We are RUMS Music, a friendly bunch of people sharing a passion for all things musical! We have a strings group made up of six people, a chamber choir of about fifteen and the original thirty-strong RUMS Music choir. This year, we are also hoping to set up an orchestra and would love to hear if you’d like to be part of it! Each individual group meets once a week at UCL to rehearse. They all cover a wide repertoire of music and are always open to new suggestions. Last year was very busy for the society. At Christmas we all came together to perform carols at the Whittington Hospital and we also sang at several church services in St Pancras in collaboration with the Royal Veterinary College. Later in the year, we held our annual Spring Concert at UCL. This year we really want to build on the success of last year. We hope to expand our volunteering section to perform in more hospitals and retirement homes. Also, we hope to integrate with more of the university’s arts societies and perform in other events at UCL.  RUMS Music really allows its members to continue and develop their love for music during their time at UCL, and to do so in a relaxed, fun way within RUMS. So if you are interested in taking part then please get in contact with us and join RUMS Music. We are always looking for new members to participate and to take on leadership roles. For more information, including on our taster sessions, have a look at the ‘RUMS Music’ Facebook page. Or, if if you have any queries please drop us an email at Looking forward to seeing you! Pollyanna Cohen, RUMS Music President 2015-2016


RAG My name is Kaitlin Wong and I’m the President of the UCLU and RUMS Raise And Give (RAG) Society. We are a student-run society and

the purpose of RAG is to make fundraising a fun and rewarding activity. Last year was hugely successful for us. Our most popular event was Jailbreak. This saw many teams endeavour to travel as far away from UCL as possible within 36 hours, without spending any money and as always it led to many crazy and memorable experiences. Also, we had a fantastic trip abroad to climb Mt. Kilimanjaro for charity and this proved to be a once in a lifetime experience for all those who took part! Overall, we managed to raise a total of £45,000 for charity – a huge achievement for the society. This year, we hope to raise even more for our four charities: Hope For Children, The Cure Parkinson’s Trust, Teenage Cancer Trust and Pump Aid. Apart from events, we also continue to engage with our society through social activities, taking part in Varsity - where we put our fundraising ability to the test against Kings - and a special RAG Week to celebrate and raise awareness of a chosen topic. As one of the few societies that includes RUMS and UCL students, we provide an opportunity to make friends from a variety of backgrounds. It continues to bring students from everywhere together, creating a network of people who enjoy having fun whilst fundraising for some very worthwhile charities.

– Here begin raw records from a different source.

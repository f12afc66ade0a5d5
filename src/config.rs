use std::env;
use std::str::FromStr;
use std::time::Duration;

// ============================================================================
// Configuration - environment variables, optionally seeded from `.env`
// ============================================================================
//
// SERVER_HOST            (default 0.0.0.0)
// SERVER_PORT            (default 8080)
// DATABASE_URL           (default sqlite://data/store.db)
// DB_MAX_CONNECTIONS     (default 5)
// REQUEST_TIMEOUT_SECS   (default 15)  deadline for each store call
// SHUTDOWN_TIMEOUT_SECS  (default 30)
//
// ============================================================================

#[derive(Debug, thiserror::Error, PartialEq)]
pub enum ConfigError {
    #[error("Invalid value for {key}: {value:?} ({reason})")]
    InvalidValue {
        key: &'static str,
        value: String,
        reason: String,
    },
}

#[derive(Debug, Clone, PartialEq)]
pub struct ServerSettings {
    pub host: String,
    pub port: u16,
}

#[derive(Debug, Clone, PartialEq)]
pub struct DatabaseSettings {
    pub url: String,
    pub max_connections: u32,
    pub request_timeout: Duration,
}

#[derive(Debug, Clone, PartialEq)]
pub struct Settings {
    pub server: ServerSettings,
    pub database: DatabaseSettings,
    pub shutdown_timeout: Duration,
}

impl Settings {
    pub fn from_env() -> Result<Self, ConfigError> {
        // A missing .env file is fine
        dotenvy::dotenv().ok();
        Self::from_lookup(|key| env::var(key).ok())
    }

    /// Build settings from any key lookup; unset keys take their defaults.
    pub fn from_lookup<F>(lookup: F) -> Result<Self, ConfigError>
    where
        F: Fn(&str) -> Option<String>,
    {
        let host = lookup("SERVER_HOST").unwrap_or_else(|| "0.0.0.0".to_string());
        let port = parsed(&lookup, "SERVER_PORT", 8080u16)?;

        let url = lookup("DATABASE_URL").unwrap_or_else(|| "sqlite://data/store.db".to_string());
        let max_connections = parsed(&lookup, "DB_MAX_CONNECTIONS", 5u32)?;
        if max_connections == 0 {
            return Err(ConfigError::InvalidValue {
                key: "DB_MAX_CONNECTIONS",
                value: "0".to_string(),
                reason: "must be at least 1".to_string(),
            });
        }
        let request_timeout = seconds(&lookup, "REQUEST_TIMEOUT_SECS", 15)?;
        let shutdown_timeout = seconds(&lookup, "SHUTDOWN_TIMEOUT_SECS", 30)?;

        Ok(Self {
            server: ServerSettings { host, port },
            database: DatabaseSettings {
                url,
                max_connections,
                request_timeout,
            },
            shutdown_timeout,
        })
    }
}

fn parsed<F, T>(lookup: &F, key: &'static str, default: T) -> Result<T, ConfigError>
where
    F: Fn(&str) -> Option<String>,
    T: FromStr,
    T::Err: std::fmt::Display,
{
    match lookup(key) {
        None => Ok(default),
        Some(raw) => raw.trim().parse().map_err(|e: T::Err| ConfigError::InvalidValue {
            key,
            value: raw.clone(),
            reason: e.to_string(),
        }),
    }
}

fn seconds<F>(lookup: &F, key: &'static str, default: u64) -> Result<Duration, ConfigError>
where
    F: Fn(&str) -> Option<String>,
{
    let secs = parsed(lookup, key, default)?;
    if secs == 0 {
        return Err(ConfigError::InvalidValue {
            key,
            value: "0".to_string(),
            reason: "must be at least one second".to_string(),
        });
    }
    Ok(Duration::from_secs(secs))
}
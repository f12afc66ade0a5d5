use actix_web::{web, HttpResponse};

use super::errors::ApiError;
use super::projection::{project_all, CountResponse, CustomerResponse};
use super::AppState;
use crate::domain::customer::{CreateCustomer, UpdateCustomer};

// ============================================================================
// /api/v1/customers
// ============================================================================

pub fn routes(cfg: &mut web::ServiceConfig) {
    cfg.service(
        web::scope("/customers")
            .route("", web::post().to(create))
            .route("", web::get().to(list))
            // Fixed segments before /{id}
            .route("/count", web::get().to(count))
            .route("/name/{name}", web::get().to(find_by_name))
            .route("/{id}", web::get().to(get))
            .route("/{id}", web::put().to(update))
            .route("/{id}", web::delete().to(delete)),
    );
}

async fn create(state: web::Data<AppState>, body: web::Json<CreateCustomer>) -> Result<HttpResponse, ApiError> {
    let customer = state.customers.create(body.into_inner()).await?;
    Ok(HttpResponse::Created().json(CustomerResponse::from(customer)))
}

async fn list(state: web::Data<AppState>) -> Result<HttpResponse, ApiError> {
    let customers = state.customers.list().await?;
    Ok(HttpResponse::Ok().json(project_all::<_, CustomerResponse>(customers)))
}

async fn count(state: web::Data<AppState>) -> Result<HttpResponse, ApiError> {
    let count = state.customers.count().await?;
    Ok(HttpResponse::Ok().json(CountResponse { count }))
}

async fn find_by_name(state: web::Data<AppState>, name: web::Path<String>) -> Result<HttpResponse, ApiError> {
    let customers = state.customers.search_by_name(&name).await?;
    Ok(HttpResponse::Ok().json(project_all::<_, CustomerResponse>(customers)))
}

async fn get(state: web::Data<AppState>, id: web::Path<u32>) -> Result<HttpResponse, ApiError> {
    let customer = state.customers.get(i64::from(*id)).await?;
    Ok(HttpResponse::Ok().json(CustomerResponse::from(customer)))
}

async fn update(
    state: web::Data<AppState>,
    id: web::Path<u32>,
    body: web::Json<UpdateCustomer>,
) -> Result<HttpResponse, ApiError> {
    let customer = state.customers.update(i64::from(*id), body.into_inner()).await?;
    Ok(HttpResponse::Ok().json(CustomerResponse::from(customer)))
}

async fn delete(state: web::Data<AppState>, id: web::Path<u32>) -> Result<HttpResponse, ApiError> {
    state.customers.delete(i64::from(*id)).await?;
    Ok(HttpResponse::NoContent().finish())
}
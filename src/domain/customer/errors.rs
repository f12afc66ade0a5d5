use crate::domain::validation::FieldError;
use crate::store::StoreError;

// ============================================================================
// Customer Errors
// ============================================================================

#[derive(Debug, thiserror::Error)]
pub enum CustomerError {
    #[error("Invalid customer: {0}")]
    Invalid(#[from] FieldError),

    #[error("Customer not found: {0}")]
    NotFound(i64),

    #[error("Customer already registered: {0}")]
    Duplicate(String),

    #[error("Customer is still referenced: {0}")]
    InUse(String),

    #[error(transparent)]
    Store(StoreError),
}

impl From<StoreError> for CustomerError {
    fn from(err: StoreError) -> Self {
        match err {
            StoreError::NotFound { id, .. } => CustomerError::NotFound(id),
            StoreError::Conflict(msg) => CustomerError::Duplicate(msg),
            other => CustomerError::Store(other),
        }
    }
}
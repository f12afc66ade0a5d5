// ============================================================================
// HTTP API - actix-web surface under /api/v1
// ============================================================================
//
// Handlers only decode requests, call a domain service and project the
// result. Every failure leaves through `ApiError`.
//
// ============================================================================

mod customers;
mod errors;
mod middleware;
mod orders;
mod products;
pub mod projection;

use actix_web::web;
use std::sync::Arc;

use crate::domain::customer::CustomerService;
use crate::domain::order::OrderService;
use crate::domain::product::ProductService;
use crate::metrics::{self, Metrics};
use crate::store::SqliteStore;

pub use errors::ApiError;
pub use middleware::{cors, observe_request, recover_panics};

/// Shared per-app state: one service per aggregate, all over the same store.
pub struct AppState {
    pub customers: CustomerService,
    pub products: ProductService,
    pub orders: OrderService,
    pub metrics: Arc<Metrics>,
}

impl AppState {
    pub fn new(store: Arc<SqliteStore>, metrics: Arc<Metrics>) -> Self {
        Self {
            customers: CustomerService::new(store.clone()),
            products: ProductService::new(store.clone()),
            orders: OrderService::new(store.clone(), store.clone(), store),
            metrics,
        }
    }
}

/// Extractor configs, API routes, health and metrics.
pub fn configure(cfg: &mut web::ServiceConfig) {
    cfg.app_data(
        web::JsonConfig::default()
            .error_handler(|err, _req| ApiError::bad_request("Invalid request body", err.to_string()).into()),
    )
    .app_data(
        web::PathConfig::default()
            .error_handler(|err, _req| ApiError::bad_request("Invalid path parameter", err.to_string()).into()),
    )
    .service(
        web::scope("/api/v1")
            .configure(customers::routes)
            .configure(products::routes)
            .configure(orders::routes),
    )
    .route("/health", web::get().to(metrics::health_handler))
    .route("/metrics", web::get().to(metrics::metrics_handler));
}
use crate::domain::validation::FieldError;
use crate::store::StoreError;

// ============================================================================
// Product Errors
// ============================================================================

#[derive(Debug, thiserror::Error)]
pub enum ProductError {
    #[error("Invalid product: {0}")]
    Invalid(#[from] FieldError),

    #[error("Product not found: {0}")]
    NotFound(i64),

    #[error("Product not found for SKU: {0}")]
    SkuNotFound(String),

    #[error("SKU already registered: {0}")]
    DuplicateSku(String),

    #[error("Product is still referenced: {0}")]
    InUse(String),

    #[error(transparent)]
    Store(StoreError),
}

impl From<StoreError> for ProductError {
    fn from(err: StoreError) -> Self {
        match err {
            StoreError::NotFound { id, .. } => ProductError::NotFound(id),
            StoreError::Conflict(msg) => ProductError::DuplicateSku(msg),
            other => ProductError::Store(other),
        }
    }
}
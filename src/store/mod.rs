// ============================================================================
// Entity Store - Relational persistence for customers, products and orders
// ============================================================================
//
// The domain layer only sees the traits declared here. `SqliteStore` is the
// one implementation, backed by an sqlx pool.
//
// Every read filters out soft-deleted rows. Every call runs under the
// store's deadline; a call that misses it is dropped, and dropping an open
// transaction rolls it back.
//
// ============================================================================

mod customers;
mod orders;
mod products;
mod schema;

use async_trait::async_trait;
use rust_decimal::Decimal;
use sqlx::sqlite::{SqliteConnectOptions, SqlitePool, SqlitePoolOptions};
use std::future::Future;
use std::path::Path;
use std::str::FromStr;
use std::time::Duration;

use crate::config::DatabaseSettings;
use crate::domain::order::OrderStatus;
use crate::models::{Customer, NewCustomer, NewOrder, NewProduct, Order, Product};

pub type StoreResult<T> = Result<T, StoreError>;

#[derive(Debug, thiserror::Error)]
pub enum StoreError {
    #[error("{entity} not found: {id}")]
    NotFound { entity: &'static str, id: i64 },

    #[error("Conflict: {0}")]
    Conflict(String),

    #[error("Stored value is corrupt: {0}")]
    Corrupt(String),

    #[error("Store call exceeded deadline of {0:?}")]
    Timeout(Duration),

    #[error("Database error: {0}")]
    Database(sqlx::Error),
}

impl From<sqlx::Error> for StoreError {
    fn from(err: sqlx::Error) -> Self {
        if let Some(db_err) = err.as_database_error() {
            if db_err.is_unique_violation() {
                return StoreError::Conflict(db_err.message().to_string());
            }
        }
        StoreError::Database(err)
    }
}

// ============================================================================
// Store Traits
// ============================================================================

#[async_trait]
pub trait CustomerStore: Send + Sync {
    async fn insert_customer(&self, customer: NewCustomer) -> StoreResult<Customer>;
    async fn find_customer(&self, id: i64) -> StoreResult<Option<Customer>>;
    async fn find_customer_by_email(&self, email: &str) -> StoreResult<Option<Customer>>;
    async fn find_customer_by_national_id(&self, national_id: &str) -> StoreResult<Option<Customer>>;
    async fn list_customers(&self) -> StoreResult<Vec<Customer>>;
    async fn search_customers_by_name(&self, name: &str) -> StoreResult<Vec<Customer>>;
    async fn update_customer(&self, customer: &Customer) -> StoreResult<Customer>;
    /// Refused with `Conflict` while a live order references the customer.
    async fn delete_customer(&self, id: i64) -> StoreResult<()>;
    async fn count_customers(&self) -> StoreResult<i64>;
}

#[async_trait]
pub trait ProductStore: Send + Sync {
    async fn insert_product(&self, product: NewProduct) -> StoreResult<Product>;
    async fn find_product(&self, id: i64) -> StoreResult<Option<Product>>;
    async fn find_product_by_sku(&self, sku: &str) -> StoreResult<Option<Product>>;
    async fn list_products(&self) -> StoreResult<Vec<Product>>;
    async fn search_products_by_name(&self, name: &str) -> StoreResult<Vec<Product>>;
    async fn search_products_by_category(&self, category: &str) -> StoreResult<Vec<Product>>;
    async fn update_product(&self, product: &Product) -> StoreResult<Product>;
    /// Refused with `Conflict` while a live order line references the product.
    async fn delete_product(&self, id: i64) -> StoreResult<()>;
    async fn count_products(&self) -> StoreResult<i64>;
}

#[async_trait]
pub trait OrderStore: Send + Sync {
    /// Writes the order and all of its lines in one transaction and returns
    /// the new order id. Nothing is written if any statement fails.
    async fn create_order(&self, order: NewOrder) -> StoreResult<i64>;
    async fn find_order(&self, id: i64) -> StoreResult<Option<Order>>;
    async fn list_orders(&self) -> StoreResult<Vec<Order>>;
    async fn list_orders_by_customer(&self, customer_id: i64) -> StoreResult<Vec<Order>>;
    async fn list_orders_by_status(&self, status: OrderStatus) -> StoreResult<Vec<Order>>;
    async fn update_order_status(&self, id: i64, status: OrderStatus) -> StoreResult<()>;
    /// Soft-deletes the order together with its lines.
    async fn delete_order(&self, id: i64) -> StoreResult<()>;
    async fn count_orders(&self) -> StoreResult<i64>;
}

// ============================================================================
// SQLite Implementation
// ============================================================================

pub struct SqliteStore {
    pool: SqlitePool,
    deadline: Duration,
}

impl SqliteStore {
    /// Open the pool described by `settings` and make sure the schema exists.
    pub async fn connect(settings: &DatabaseSettings) -> StoreResult<Self> {
        let options = SqliteConnectOptions::from_str(&settings.url)?
            .create_if_missing(true)
            .foreign_keys(true);

        if let Some(dir) = options.get_filename().parent() {
            ensure_dir(dir)?;
        }

        let pool = SqlitePoolOptions::new()
            .max_connections(settings.max_connections)
            .connect_with(options)
            .await?;

        let store = Self::from_pool(pool, settings.request_timeout);
        store.migrate().await?;

        tracing::info!(url = %settings.url, "✅ Entity store ready");
        Ok(store)
    }

    pub fn from_pool(pool: SqlitePool, deadline: Duration) -> Self {
        Self { pool, deadline }
    }

    pub async fn migrate(&self) -> StoreResult<()> {
        for statement in schema::STATEMENTS {
            sqlx::query(statement).execute(&self.pool).await?;
        }
        tracing::debug!(statements = schema::STATEMENTS.len(), "Schema applied");
        Ok(())
    }

    /// Run a store operation under the configured deadline.
    async fn bounded<T, F>(&self, op: F) -> StoreResult<T>
    where
        F: Future<Output = StoreResult<T>>,
    {
        match tokio::time::timeout(self.deadline, op).await {
            Ok(result) => result,
            Err(_) => {
                tracing::warn!(deadline_ms = self.deadline.as_millis() as u64, "Store call timed out");
                Err(StoreError::Timeout(self.deadline))
            }
        }
    }
}

fn ensure_dir(dir: &Path) -> StoreResult<()> {
    if dir.as_os_str().is_empty() || dir.exists() {
        return Ok(());
    }
    std::fs::create_dir_all(dir)
        .map_err(|e| StoreError::Database(sqlx::Error::Io(e)))
}

pub(crate) fn parse_decimal(column: &str, raw: &str) -> StoreResult<Decimal> {
    Decimal::from_str(raw).map_err(|e| StoreError::Corrupt(format!("{}={:?}: {}", column, raw, e)))
}

/// Substring pattern for `LIKE ? ESCAPE '\'`; wildcards in `fragment`
/// match literally.
pub(crate) fn like_pattern(fragment: &str) -> String {
    let mut pattern = String::with_capacity(fragment.len() + 2);
    pattern.push('%');
    for c in fragment.chars() {
        if matches!(c, '%' | '_' | '\\') {
            pattern.push('\\');
        }
        pattern.push(c);
    }
    pattern.push('%');
    pattern
}


// ============================================================================
// Test Support
// ============================================================================
use actix_cors::Cors;
use actix_web::body::{BoxBody, MessageBody};
use actix_web::dev::{ServiceRequest, ServiceResponse};
use actix_web::http::header::{self, HeaderName, HeaderValue};
use actix_web::http::StatusCode;
use actix_web::middleware::Next;
use actix_web::{web, Error, ResponseError};
use futures_util::FutureExt;
use std::any::Any;
use std::panic::AssertUnwindSafe;
use std::sync::Arc;
use std::time::Instant;
use uuid::Uuid;

use super::errors::ApiError;
use crate::metrics::Metrics;

pub const REQUEST_ID_HEADER: &str = "x-request-id";

/// Tags every response with a request id, logs the exchange and feeds the
/// HTTP metrics. A caller-supplied `x-request-id` is kept.
pub async fn observe_request(
    req: ServiceRequest,
    next: Next<impl MessageBody>,
) -> Result<ServiceResponse<impl MessageBody>, Error> {
    let request_id = req
        .headers()
        .get(REQUEST_ID_HEADER)
        .and_then(|v| v.to_str().ok())
        .filter(|v| !v.is_empty())
        .map(str::to_owned)
        .unwrap_or_else(|| Uuid::new_v4().to_string());
    let method = req.method().to_string();
    let path = req.path().to_owned();
    let metrics = req.app_data::<web::Data<Arc<Metrics>>>().cloned();

    let started = Instant::now();
    let mut res = next.call(req).await?;
    let elapsed = started.elapsed();
    let status = res.status().as_u16();

    if let Ok(value) = HeaderValue::from_str(&request_id) {
        res.headers_mut().insert(HeaderName::from_static(REQUEST_ID_HEADER), value);
    }
    if let Some(metrics) = metrics {
        metrics.record_http_request(&method, status, elapsed.as_secs_f64());
    }

    tracing::info!(
        request_id = %request_id,
        method = %method,
        path = %path,
        status,
        duration_ms = elapsed.as_millis() as u64,
        "Request handled"
    );

    Ok(res)
}

/// Cross-origin policy: any http(s) origin, the verbs the API serves, and
/// preflight answers cached for five minutes. Credentials are never allowed.
pub fn cors() -> Cors {
    Cors::default()
        .allowed_origin_fn(|origin, _head| {
            origin
                .to_str()
                .map(|o| o.starts_with("http://") || o.starts_with("https://"))
                .unwrap_or(false)
        })
        .allowed_methods(["GET", "POST", "PUT", "DELETE", "OPTIONS"])
        .allowed_headers([
            header::ACCEPT,
            header::AUTHORIZATION,
            header::CONTENT_TYPE,
            HeaderName::from_static("x-csrf-token"),
        ])
        .expose_headers([header::LINK])
        .max_age(300)
}

/// Turns a panic anywhere below into a 500 with the usual error body, so the
/// client never sees a dropped connection.
pub async fn recover_panics(
    req: ServiceRequest,
    next: Next<impl MessageBody + 'static>,
) -> Result<ServiceResponse<BoxBody>, Error> {
    let http_req = req.request().clone();

    match AssertUnwindSafe(next.call(req)).catch_unwind().await {
        Ok(res) => res.map(ServiceResponse::map_into_boxed_body),
        Err(payload) => {
            tracing::error!(
                method = %http_req.method(),
                path = %http_req.path(),
                panic = %panic_message(payload.as_ref()),
                "❌ Handler panicked"
            );
            let res = ApiError::new(StatusCode::INTERNAL_SERVER_ERROR, "Internal server error", None)
                .error_response();
            Ok(ServiceResponse::new(http_req, res))
        }
    }
}

fn panic_message(payload: &(dyn Any + Send)) -> String {
    if let Some(s) = payload.downcast_ref::<&str>() {
        s.to_string()
    } else if let Some(s) = payload.downcast_ref::<String>() {
        s.clone()
    } else {
        "non-string panic payload".to_string()
    }
}
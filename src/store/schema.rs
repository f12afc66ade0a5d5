// Unique indexes span soft-deleted rows as well: a retired email, national
// id or SKU stays taken.
pub(super) const STATEMENTS: &[&str] = &[
    "CREATE TABLE IF NOT EXISTS customers (
        id          INTEGER PRIMARY KEY AUTOINCREMENT,
        name        TEXT NOT NULL,
        email       TEXT NOT NULL,
        national_id TEXT NOT NULL,
        phone       TEXT NOT NULL DEFAULT '',
        created_at  TEXT NOT NULL,
        updated_at  TEXT NOT NULL,
        deleted_at  TEXT
    )",
    "CREATE UNIQUE INDEX IF NOT EXISTS idx_customers_email ON customers (email)",
    "CREATE UNIQUE INDEX IF NOT EXISTS idx_customers_national_id ON customers (national_id)",
    "CREATE INDEX IF NOT EXISTS idx_customers_deleted_at ON customers (deleted_at)",
    "CREATE TABLE IF NOT EXISTS products (
        id          INTEGER PRIMARY KEY AUTOINCREMENT,
        name        TEXT NOT NULL,
        description TEXT NOT NULL DEFAULT '',
        price       TEXT NOT NULL,
        stock       INTEGER NOT NULL DEFAULT 0,
        sku         TEXT NOT NULL,
        category    TEXT NOT NULL DEFAULT '',
        active      BOOLEAN NOT NULL DEFAULT 1,
        created_at  TEXT NOT NULL,
        updated_at  TEXT NOT NULL,
        deleted_at  TEXT
    )",
    "CREATE UNIQUE INDEX IF NOT EXISTS idx_products_sku ON products (sku)",
    "CREATE INDEX IF NOT EXISTS idx_products_deleted_at ON products (deleted_at)",
    "CREATE TABLE IF NOT EXISTS orders (
        id          INTEGER PRIMARY KEY AUTOINCREMENT,
        customer_id INTEGER NOT NULL REFERENCES customers (id) ON UPDATE CASCADE ON DELETE RESTRICT,
        total_value TEXT NOT NULL DEFAULT '0',
        status      TEXT NOT NULL DEFAULT 'pending'
                    CHECK (status IN ('pending', 'paid', 'shipped', 'delivered', 'cancelled')),
        ordered_at  TEXT NOT NULL,
        created_at  TEXT NOT NULL,
        updated_at  TEXT NOT NULL,
        deleted_at  TEXT
    )",
    "CREATE INDEX IF NOT EXISTS idx_orders_customer_id ON orders (customer_id)",
    "CREATE INDEX IF NOT EXISTS idx_orders_deleted_at ON orders (deleted_at)",
    "CREATE TABLE IF NOT EXISTS order_lines (
        id          INTEGER PRIMARY KEY AUTOINCREMENT,
        order_id    INTEGER NOT NULL REFERENCES orders (id) ON UPDATE CASCADE ON DELETE CASCADE,
        product_id  INTEGER NOT NULL REFERENCES products (id) ON UPDATE CASCADE ON DELETE RESTRICT,
        quantity    INTEGER NOT NULL CHECK (quantity > 0),
        unit_price  TEXT NOT NULL,
        subtotal    TEXT NOT NULL,
        created_at  TEXT NOT NULL,
        updated_at  TEXT NOT NULL,
        deleted_at  TEXT
    )",
    "CREATE INDEX IF NOT EXISTS idx_order_lines_order_id ON order_lines (order_id)",
    "CREATE INDEX IF NOT EXISTS idx_order_lines_product_id ON order_lines (product_id)",
];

Our society began 117 years ago when a few medical students decided to perform on the wards of the Middlesex Hospital to cheer up patients around Christmas time. Since then the MDs have been performing countless sketches and shows to entertain medical students. The highlight of the MDs calendar is our annual Christmas show and last year it was a singing and (somewhat questionable) dancing extravaganza. In April, we took part in the UH Comedy Revue. Here we competed against the other UH medical schools for the Moira Stuart Cup and, for the second year in a row, we won! Also, it was our first year at the Edinburgh Fringe Festival, where the MDs had a sell-out run. We have socials every Thursday and every year we have a legendary weekend away at a secret location. You’re guaranteed a great time and if you don’t drink don’t hesitate to join! Our society has a strong cohort of “hydrators” and we always make sure everyone is having a blast on nights out. If you feel sufficiently hooked after our freshers’ show, join us! Keep an eye out for our audition dates. Not a fan of the spotlight? Our shows can’t happen without our amazing tech team, so if you’re eager to learn or even know a thing or two yourself, we’d love to have you on board! Is that a musical instrument I see in your pocket? Well why not join our band, who provide incredible music for our musical and pop parodies. If you love the sound of what we do and want to join in, keep an eye on on our Facebook page and Twitter (@MDsComedyRevue), or if you have any questions please get in touch at


Welcome to the RUMS Islamic Society. We are a society open to all medics and our aim is to help you make the most of the new and exciting social, academic and spiritual experiences on offer at university. We provide the opportunity to meet some amazing people from all over the world, learn about many different things and perhaps most importantly, learn about yourself. Our calendar is always packed with academic and social events. Academic support ranges from small group tutorials throughout the year to personal mentors for freshers. Our regular socials provide opportunities to have fun and get to know students from across all years. They include activities such as football, go-karting and Boris Biking. We are also involved in several outreach programs. Every summer we hold our AspireMed event, with the Social Mobility Foundation. This is aimed at helping sixth formers from low-income backgrounds with their application to medical school. We also host a thought-provoking medical ethics conference, looking at contemporary ethical issues all doctors will face from an Islamic point of view and our most recent event addressed the ethical issues of Life and Death. Our biggest week of the year is Charity Week. Last year, RUMS ISoc and its members hosted the annual Charity Week dinner. This contributed significantly to the total of over £77,000 that the UCL Charity Week team raised for Orphans In Need all over the world. We’re sure that it’s going to be a busy year ahead for you but RUMS ISoc is here to help you make the most of it. We really hope to welcome new members to the society and if you have any questions please message, or have a look at our Facebook page or Twitter (@RumsIslamicSoc). Sabeeh Syed, RUMS ISoc President.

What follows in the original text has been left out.